Özellikle fıkıh usulünde ortaya koydukları düşünce sistemi ile hem külli bakışı hem de bütünlüğü korumuşlardır. İcma, kıyas, istihsan, maslahat metodlarını ele aldıkları ayet ve hadislere uygularken de hükmün yerelliği ile mesajın evrenselliğini birbirine karıştırmamaya özen göstermişlerdir. Zaten aksi bir tutum dini, hayattan koparmak anlamına gelirdi ki haşa ve kella o ulemanın hiç birisinin aklının ucundan dahi böyle bir şey geçmemiştir.
O zaman Kabe’nin anahtarları ve Osman b. Talha ile Hz.

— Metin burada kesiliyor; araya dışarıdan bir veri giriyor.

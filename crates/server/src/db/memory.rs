//! In-memory repositories for tests.
//!
//! Behaviour mirrors the `PostgreSQL` repositories: sequential ids starting at
//! 1, pets stored as encoded [`PetRow`]s, unique usernames, and the
//! delivered-order delete guard.

use std::collections::{BTreeMap, HashMap};
use std::sync::{Arc, Mutex, MutexGuard};

use async_trait::async_trait;

use petstore_core::{ORDER_STATUS_DELIVERED, Order, OrderId, Pet, PetId, PetStatus, User, UserId};

use super::mapper::{self, PetRow};
use super::orders::DELIVERED_ORDER_CONFLICT;
use super::{OrderRepository, PetRepository, Repositories, RepositoryError, UserRepository};

/// Rows of one table plus its id sequence.
#[derive(Debug)]
struct Table<T> {
    rows: BTreeMap<i64, T>,
    next_id: i64,
}

impl<T> Default for Table<T> {
    fn default() -> Self {
        Self {
            rows: BTreeMap::new(),
            next_id: 1,
        }
    }
}

impl<T> Table<T> {
    const fn allocate_id(&mut self) -> i64 {
        let id = self.next_id;
        self.next_id += 1;
        id
    }
}

fn lock<T>(mutex: &Mutex<T>) -> MutexGuard<'_, T> {
    // A panic while holding the lock only happens in a failing test.
    mutex.lock().unwrap_or_else(std::sync::PoisonError::into_inner)
}

/// In-memory pet table.
#[derive(Debug, Default, Clone)]
pub struct MemoryPetRepository {
    table: Arc<Mutex<Table<PetRow>>>,
}

impl MemoryPetRepository {
    /// Store a raw row as-is, bypassing the mapper.
    pub fn insert_row(&self, row: PetRow) {
        let mut table = lock(&self.table);
        table.next_id = table.next_id.max(row.id.as_i64() + 1);
        table.rows.insert(row.id.as_i64(), row);
    }

    fn decoded(&self) -> Result<Vec<Pet>, RepositoryError> {
        let rows: Vec<PetRow> = lock(&self.table).rows.values().cloned().collect();
        rows.into_iter()
            .map(|row| mapper::decode(row).map_err(RepositoryError::from))
            .collect()
    }
}

#[async_trait]
impl PetRepository for MemoryPetRepository {
    async fn create(&self, pet: &Pet) -> Result<Pet, RepositoryError> {
        let mut row = mapper::encode(pet)?;
        let mut table = lock(&self.table);
        let id = PetId::new(table.allocate_id());
        row.id = id;
        table.rows.insert(id.as_i64(), row);
        Ok(Pet { id, ..pet.clone() })
    }

    async fn update(&self, pet: &Pet) -> Result<Pet, RepositoryError> {
        let row = mapper::encode(pet)?;
        let mut table = lock(&self.table);
        let slot = table
            .rows
            .get_mut(&pet.id.as_i64())
            .ok_or(RepositoryError::NotFound)?;
        *slot = row;
        Ok(pet.clone())
    }

    async fn update_form_data(
        &self,
        id: PetId,
        name: &str,
        status: PetStatus,
    ) -> Result<Pet, RepositoryError> {
        let row = {
            let mut table = lock(&self.table);
            let row = table
                .rows
                .get_mut(&id.as_i64())
                .ok_or(RepositoryError::NotFound)?;
            name.clone_into(&mut row.name);
            status.as_str().clone_into(&mut row.status);
            row.clone()
        };
        Ok(mapper::decode(row)?)
    }

    async fn find_by_id(&self, id: PetId) -> Result<Pet, RepositoryError> {
        let row = lock(&self.table)
            .rows
            .get(&id.as_i64())
            .cloned()
            .ok_or(RepositoryError::NotFound)?;
        Ok(mapper::decode(row)?)
    }

    async fn find_by_status(&self, statuses: &[PetStatus]) -> Result<Vec<Pet>, RepositoryError> {
        Ok(self
            .decoded()?
            .into_iter()
            .filter(|pet| statuses.contains(&pet.status))
            .collect())
    }

    async fn find_by_tags(&self, tags: &[String]) -> Result<Vec<Pet>, RepositoryError> {
        Ok(self
            .decoded()?
            .into_iter()
            .filter(|pet| pet.has_any_tag(tags))
            .collect())
    }

    async fn delete(&self, id: PetId) -> Result<(), RepositoryError> {
        lock(&self.table)
            .rows
            .remove(&id.as_i64())
            .map(|_| ())
            .ok_or(RepositoryError::NotFound)
    }

    async fn exists_by_id(&self, id: PetId) -> Result<bool, RepositoryError> {
        Ok(lock(&self.table).rows.contains_key(&id.as_i64()))
    }
}

/// In-memory order table.
#[derive(Debug, Default, Clone)]
pub struct MemoryOrderRepository {
    table: Arc<Mutex<Table<Order>>>,
}

#[async_trait]
impl OrderRepository for MemoryOrderRepository {
    async fn create(&self, order: &Order) -> Result<Order, RepositoryError> {
        let mut table = lock(&self.table);
        let id = OrderId::new(table.allocate_id());
        let stored = Order {
            id,
            ..order.clone()
        };
        table.rows.insert(id.as_i64(), stored.clone());
        Ok(stored)
    }

    async fn find_by_id(&self, id: OrderId) -> Result<Order, RepositoryError> {
        lock(&self.table)
            .rows
            .get(&id.as_i64())
            .cloned()
            .ok_or(RepositoryError::NotFound)
    }

    async fn delete(&self, id: OrderId) -> Result<(), RepositoryError> {
        let mut table = lock(&self.table);
        let order = table.rows.get(&id.as_i64()).ok_or(RepositoryError::NotFound)?;
        if order.status == ORDER_STATUS_DELIVERED {
            return Err(RepositoryError::Conflict(DELIVERED_ORDER_CONFLICT.to_owned()));
        }
        table.rows.remove(&id.as_i64());
        Ok(())
    }

    async fn inventory(&self) -> Result<BTreeMap<String, i64>, RepositoryError> {
        let table = lock(&self.table);
        let mut counts = BTreeMap::new();
        for order in table.rows.values() {
            *counts.entry(order.status.clone()).or_insert(0) += 1;
        }
        Ok(counts)
    }
}

/// In-memory user table with a unique index on `username`.
#[derive(Debug, Default, Clone)]
pub struct MemoryUserRepository {
    table: Arc<Mutex<UserTable>>,
}

#[derive(Debug, Default)]
struct UserTable {
    users: Table<User>,
    by_username: HashMap<String, i64>,
}

#[async_trait]
impl UserRepository for MemoryUserRepository {
    async fn create(&self, user: &User) -> Result<User, RepositoryError> {
        let mut table = lock(&self.table);
        if table.by_username.contains_key(&user.username) {
            return Err(RepositoryError::Conflict("username already exists".to_owned()));
        }
        let id = table.users.allocate_id();
        let stored = User {
            id: UserId::new(id),
            ..user.clone()
        };
        table.by_username.insert(user.username.clone(), id);
        table.users.rows.insert(id, stored.clone());
        Ok(stored)
    }

    async fn find_by_username(&self, username: &str) -> Result<User, RepositoryError> {
        let table = lock(&self.table);
        table
            .by_username
            .get(username)
            .and_then(|id| table.users.rows.get(id))
            .cloned()
            .ok_or(RepositoryError::NotFound)
    }

    async fn update(&self, username: &str, user: &User) -> Result<User, RepositoryError> {
        let mut table = lock(&self.table);
        let id = *table
            .by_username
            .get(username)
            .ok_or(RepositoryError::NotFound)?;
        let stored = table
            .users
            .rows
            .get_mut(&id)
            .ok_or(RepositoryError::NotFound)?;

        user.first_name.clone_into(&mut stored.first_name);
        user.last_name.clone_into(&mut stored.last_name);
        user.email.clone_into(&mut stored.email);
        if !user.password.is_empty() {
            user.password.clone_into(&mut stored.password);
        }
        user.phone.clone_into(&mut stored.phone);
        stored.user_status = user.user_status;

        Ok(stored.clone())
    }

    async fn delete(&self, username: &str) -> Result<(), RepositoryError> {
        let mut table = lock(&self.table);
        let id = table
            .by_username
            .remove(username)
            .ok_or(RepositoryError::NotFound)?;
        table.users.rows.remove(&id);
        Ok(())
    }
}

/// One set of in-memory tables, shared by every clone.
#[derive(Debug, Default, Clone)]
pub struct MemoryStore {
    pub pets: MemoryPetRepository,
    pub orders: MemoryOrderRepository,
    pub users: MemoryUserRepository,
}

impl MemoryStore {
    /// Repositories backed by these tables.
    #[must_use]
    pub fn repositories(&self) -> Repositories {
        Repositories {
            pets: Arc::new(self.pets.clone()),
            orders: Arc::new(self.orders.clone()),
            users: Arc::new(self.users.clone()),
        }
    }
}

#[cfg(test)]
#[allow(clippy::unwrap_used)]
mod tests {
    use super::*;
    use chrono::Utc;

    fn order(status: &str) -> Order {
        Order {
            pet_id: PetId::new(1),
            quantity: 1,
            ship_date: Utc::now(),
            status: status.to_owned(),
            ..Order::default()
        }
    }

    #[tokio::test]
    async fn test_ids_are_sequential_from_one() {
        let repo = MemoryOrderRepository::default();
        let first = repo.create(&order("placed")).await.unwrap();
        let second = repo.create(&order("placed")).await.unwrap();
        assert_eq!(first.id, OrderId::new(1));
        assert_eq!(second.id, OrderId::new(2));
    }

    #[tokio::test]
    async fn test_delivered_order_survives_delete() {
        let repo = MemoryOrderRepository::default();
        let created = repo.create(&order("delivered")).await.unwrap();

        let err = repo.delete(created.id).await.unwrap_err();
        assert!(matches!(err, RepositoryError::Conflict(_)));
        assert!(repo.find_by_id(created.id).await.is_ok());
    }

    #[tokio::test]
    async fn test_inventory_counts_by_status() {
        let repo = MemoryOrderRepository::default();
        for status in ["placed", "placed", "approved"] {
            repo.create(&order(status)).await.unwrap();
        }

        let inventory = repo.inventory().await.unwrap();
        assert_eq!(inventory.get("placed"), Some(&2));
        assert_eq!(inventory.get("approved"), Some(&1));
        assert_eq!(inventory.get("delivered"), None);
    }

    #[tokio::test]
    async fn test_duplicate_username_conflicts() {
        let repo = MemoryUserRepository::default();
        let user = User {
            username: "alice".to_owned(),
            ..User::default()
        };
        repo.create(&user).await.unwrap();

        let err = repo.create(&user).await.unwrap_err();
        assert!(matches!(err, RepositoryError::Conflict(_)));
    }

    #[tokio::test]
    async fn test_batch_keeps_rows_before_failure() {
        let repo = MemoryUserRepository::default();
        let users: Vec<User> = ["a", "b", "a", "c"]
            .into_iter()
            .map(|name| User {
                username: name.to_owned(),
                ..User::default()
            })
            .collect();

        let err = repo.create_batch(&users).await.unwrap_err();
        assert!(matches!(err, RepositoryError::Conflict(_)));
        assert!(repo.find_by_username("a").await.is_ok());
        assert!(repo.find_by_username("b").await.is_ok());
        assert!(matches!(
            repo.find_by_username("c").await,
            Err(RepositoryError::NotFound)
        ));
    }

    #[tokio::test]
    async fn test_user_update_keeps_password_when_empty() {
        let repo = MemoryUserRepository::default();
        repo.create(&User {
            username: "bob".to_owned(),
            password: "hash-1".to_owned(),
            ..User::default()
        })
        .await
        .unwrap();

        let updated = repo
            .update(
                "bob",
                &User {
                    email: "bob@example.com".to_owned(),
                    ..User::default()
                },
            )
            .await
            .unwrap();

        assert_eq!(updated.username, "bob");
        assert_eq!(updated.email, "bob@example.com");
        assert_eq!(updated.password, "hash-1");
    }
}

Abbas arasında cereyan eden tarihi hadise münasebetiyle inen bu ayetten bizim evrensel ve tarih üstü diye nitelendireceğimiz ne gibi mesajlar çıkartabiliriz?
Tam da burada yetkin bir tefsir uzmanının çok daha kapsamlı şeyler söyleyebileceğine inanıyorum. Bununla beraber kısaca şunları ifade edebilirim:
- İster ferdi düzlemde isterse kamusal alanda emanetlerin liyakat ve ehliyet şartı aranarak ehline teslim edilmesi ön plana çıkartılması gereken en önemli mesajdır. Zira nepotizm dediğimiz insanlığın başının belası olan akraba kayırmacılığı veya her türlü ayrımcılığın toplumda ehliyetsiz kişilerin iş başına gelmesine ve bunun da adaleti zedeleme, toplumsal dengeleri sarsma, kutuplaşmalara zemin hazırlama, huzuru bozma vb sonuçları olacaktır.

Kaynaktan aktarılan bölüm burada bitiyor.